#### [Work instructions]
The required answer is a copy of each line in the entries below that includes "amount".

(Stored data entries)
//! # Value Objects
//!
//! Immutable types with validation and domain semantics.
//!
//! ## Identity Types
//!
//! - [`AccountId`], [`TransactionHash`]: String-based ledger identifiers
//! - [`ScanId`]: UUID correlating one history scan
//!
//! ## Pacing
//!
//! - [`RateLimitPolicy`]: "calls per time span" quota and its derived delay
//!
//! ## Domain Enums
//!
//! - `NotificationType`: Kind of ledger event a notification refers to
//! - `TransactionKind`: Order entry, cancel or execution
//! - `StopReason`, `ScanPhase`: History scan outcome and lifecycle

pub mod amount;
pub mod enums;
pub mod ids;
pub mod rate_limit;
pub mod scan_phase;
pub mod timestamp;

pub use amount::Amount;
pub use enums::{FeedOrder, NotificationType, StopReason, TransactionKind};
pub use ids::{AccountId, ScanId, TransactionHash};
pub use rate_limit::{RateLimitError, RateLimitPolicy, TimeUnit};
pub use scan_phase::ScanPhase;
pub use timestamp::Timestamp;
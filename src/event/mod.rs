// Copyright 2026 Layne Penney
// SPDX-License-Identifier: AGPL-3.0-or-later

//! Telemetry events.
//!
//! An [`Event`] is a closed set of variants, one per instrumented operation kind.
//! Each variant owns a [`PropertyList`] and its own fold into a [`DispatchMap`],
//! so the fields a kind resets or drops live next to the kind itself.
//!
//! Events are filled in through their setters while the operation runs and then
//! moved into an [`Aggregator`](crate::aggregator::Aggregator); nothing can touch
//! them after hand-off.

mod cache;
mod http;
mod keys;
mod property_list;

use std::fmt;
use std::sync::atomic::{AtomicU64, Ordering};

use serde::{Deserialize, Serialize};

use crate::aggregator::DispatchMap;
use crate::error::EventError;

pub use cache::{CacheEvent, RESET_FIELDS as CACHE_RESET_FIELDS};
pub use http::{HttpEvent, DROP_FIELDS as HTTP_DROP_FIELDS, RESET_FIELDS as HTTP_RESET_FIELDS};
pub use keys::{PropertyKey, KEY_PREFIX};
pub use property_list::PropertyList;

/// Sequence number identifying an event.
#[derive(Debug, Clone, Copy, PartialEq, Eq, PartialOrd, Ord, Hash, Serialize, Deserialize)]
pub struct EventId(u64);

impl EventId {
    pub const fn new(raw: u64) -> Self {
        Self(raw)
    }

    pub const fn get(self) -> u64 {
        self.0
    }
}

impl fmt::Display for EventId {
    fn fmt(&self, f: &mut fmt::Formatter<'_>) -> fmt::Result {
        write!(f, "{}", self.0)
    }
}

/// Issues increasing [`EventId`]s, starting at 1.
#[derive(Debug, Default)]
pub struct EventIdGenerator {
    last: AtomicU64,
}

impl EventIdGenerator {
    pub fn new() -> Self {
        Self::default()
    }

    pub fn next_id(&self) -> EventId {
        EventId(self.last.fetch_add(1, Ordering::Relaxed) + 1)
    }
}

/// Kind tag of an event.
#[derive(Debug, Clone, Copy, PartialEq, Eq, Hash, Serialize, Deserialize)]
#[serde(rename_all = "lowercase")]
pub enum EventKind {
    Http,
    Cache,
}

impl fmt::Display for EventKind {
    fn fmt(&self, f: &mut fmt::Formatter<'_>) -> fmt::Result {
        match self {
            EventKind::Http => write!(f, "http"),
            EventKind::Cache => write!(f, "cache"),
        }
    }
}

/// A telemetry event of any kind.
#[derive(Debug, Clone)]
pub enum Event {
    Http(HttpEvent),
    Cache(CacheEvent),
}

impl Event {
    pub fn kind(&self) -> EventKind {
        match self {
            Event::Http(_) => EventKind::Http,
            Event::Cache(_) => EventKind::Cache,
        }
    }

    pub fn id(&self) -> EventId {
        match self {
            Event::Http(event) => event.id(),
            Event::Cache(event) => event.id(),
        }
    }

    pub fn properties(&self) -> &PropertyList {
        match self {
            Event::Http(event) => event.properties(),
            Event::Cache(event) => event.properties(),
        }
    }

    pub fn set_property(&mut self, key: PropertyKey, value: impl Into<String>) {
        match self {
            Event::Http(event) => event.set_property(key, value),
            Event::Cache(event) => event.set_property(key, value),
        }
    }

    /// Set a property from an untyped key, rejecting keys that are not recognized.
    pub fn set_raw_property(&mut self, key: &str, value: impl Into<String>) -> Result<(), EventError> {
        let key: PropertyKey = key.parse()?;
        self.set_property(key, value);
        Ok(())
    }

    /// Merge this event into `dispatch` using the fold rules of its kind.
    pub fn fold_into(&self, dispatch: &mut DispatchMap) {
        match self {
            Event::Http(event) => event.fold_into(dispatch),
            Event::Cache(event) => event.fold_into(dispatch),
        }
    }

    /// This event's own properties as a standalone record.
    pub fn to_dispatch_map(&self) -> DispatchMap {
        let mut record = DispatchMap::new();
        for (key, value) in self.properties().entries() {
            record.insert(key, value);
        }
        record
    }
}

impl From<HttpEvent> for Event {
    fn from(event: HttpEvent) -> Self {
        Event::Http(event)
    }
}

impl From<CacheEvent> for Event {
    fn from(event: CacheEvent) -> Self {
        Event::Cache(event)
    }
}

#[cfg(test)]
mod tests {
    use super::*;

    #[test]
    fn test_event_id_generator_increases() {
        let ids = EventIdGenerator::new();
        let first = ids.next_id();
        let second = ids.next_id();
        assert_eq!(first.get(), 1);
        assert!(second > first);
    }

    #[test]
    fn test_event_kind_dispatch() {
        let http: Event = HttpEvent::new(EventId::new(1), "http_event").into();
        let cache: Event = CacheEvent::new(EventId::new(2), "cache_event").into();
        assert_eq!(http.kind(), EventKind::Http);
        assert_eq!(cache.kind(), EventKind::Cache);
        assert_eq!(cache.id(), EventId::new(2));
        assert_eq!(http.kind().to_string(), "http");
    }

    #[test]
    fn test_set_raw_property_validates_key() {
        let mut event: Event = HttpEvent::new(EventId::new(1), "http_event").into();
        event
            .set_raw_property("authtel.method", "GET")
            .unwrap();
        assert_eq!(event.properties().get(PropertyKey::HttpMethod), Some("GET"));

        let err = event.set_raw_property("method", "POST").unwrap_err();
        assert_eq!(err, EventError::UnknownKey("method".to_string()));
        assert_eq!(event.properties().get(PropertyKey::HttpMethod), Some("GET"));
    }

    #[test]
    fn test_fold_dispatches_by_kind() {
        let mut dispatch = DispatchMap::new();
        Event::from(HttpEvent::new(EventId::new(1), "http_event")).fold_into(&mut dispatch);
        Event::from(CacheEvent::new(EventId::new(2), "cache_event")).fold_into(&mut dispatch);

        assert_eq!(dispatch.get(PropertyKey::HttpEventCount), Some("1"));
        assert_eq!(dispatch.get(PropertyKey::CacheEventCount), Some("1"));
    }

    #[test]
    fn test_to_dispatch_map_keeps_all_properties() {
        let mut http = HttpEvent::new(EventId::new(1), "http_event");
        http.set_method("GET");
        let record = Event::from(http).to_dispatch_map();
        assert_eq!(record.get(PropertyKey::EventName), Some("http_event"));
        assert_eq!(record.get(PropertyKey::HttpMethod), Some("GET"));
        assert_eq!(record.len(), 2);
    }
}
// Copyright 2026 Layne Penney
// SPDX-License-Identifier: AGPL-3.0-or-later

//! Ordered key/value storage backing every event.

use super::keys::PropertyKey;

/// Ordered list of event properties with unique keys.
///
/// Setting a key that is already present updates the value in place, so the
/// first-seen position of every key is kept. New keys are appended.
#[derive(Debug, Clone, Default, PartialEq, Eq)]
pub struct PropertyList {
    entries: Vec<(PropertyKey, String)>,
}

impl PropertyList {
    /// Create an empty list.
    pub fn new() -> Self {
        Self::default()
    }

    /// Insert or update a property.
    pub fn set(&mut self, key: PropertyKey, value: impl Into<String>) {
        let value = value.into();
        match self.entries.iter_mut().find(|(k, _)| *k == key) {
            Some((_, existing)) => *existing = value,
            None => self.entries.push((key, value)),
        }
    }

    /// Look up the value stored for `key`.
    pub fn get(&self, key: PropertyKey) -> Option<&str> {
        self.entries
            .iter()
            .find(|(k, _)| *k == key)
            .map(|(_, v)| v.as_str())
    }

    /// Whether `key` has been set.
    pub fn contains(&self, key: PropertyKey) -> bool {
        self.get(key).is_some()
    }

    /// Entries in insertion order.
    pub fn entries(&self) -> impl Iterator<Item = (PropertyKey, &str)> + '_ {
        self.entries.iter().map(|(k, v)| (*k, v.as_str()))
    }

    pub fn len(&self) -> usize {
        self.entries.len()
    }

    pub fn is_empty(&self) -> bool {
        self.entries.is_empty()
    }
}

#[cfg(test)]
mod tests {
    use super::*;

    #[test]
    fn test_set_appends_new_keys_in_order() {
        let mut list = PropertyList::new();
        list.set(PropertyKey::EventName, "http");
        list.set(PropertyKey::HttpMethod, "GET");
        list.set(PropertyKey::HttpResponseCode, "200");

        let keys: Vec<_> = list.entries().map(|(k, _)| k).collect();
        assert_eq!(
            keys,
            vec![
                PropertyKey::EventName,
                PropertyKey::HttpMethod,
                PropertyKey::HttpResponseCode
            ]
        );
    }

    #[test]
    fn test_set_existing_key_updates_in_place() {
        let mut list = PropertyList::new();
        list.set(PropertyKey::EventName, "http");
        list.set(PropertyKey::HttpMethod, "GET");
        list.set(PropertyKey::HttpResponseCode, "200");
        list.set(PropertyKey::HttpMethod, "POST");

        assert_eq!(list.len(), 3);
        assert_eq!(list.get(PropertyKey::HttpMethod), Some("POST"));
        let position = list
            .entries()
            .position(|(k, _)| k == PropertyKey::HttpMethod);
        assert_eq!(position, Some(1));
    }

    #[test]
    fn test_get_missing_key() {
        let list = PropertyList::new();
        assert!(list.is_empty());
        assert_eq!(list.get(PropertyKey::SpeInfo), None);
        assert!(!list.contains(PropertyKey::SpeInfo));
    }

    #[test]
    fn test_entries_is_restartable() {
        let mut list = PropertyList::new();
        list.set(PropertyKey::HttpMethod, "GET");
        list.set(PropertyKey::HttpApiVersion, "1.0");

        let first: Vec<_> = list.entries().collect();
        let second: Vec<_> = list.entries().collect();
        assert_eq!(first, second);
        assert_eq!(first.len(), 2);
    }
}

#### [Task output]
pub mod amount;
pub use amount::Amount;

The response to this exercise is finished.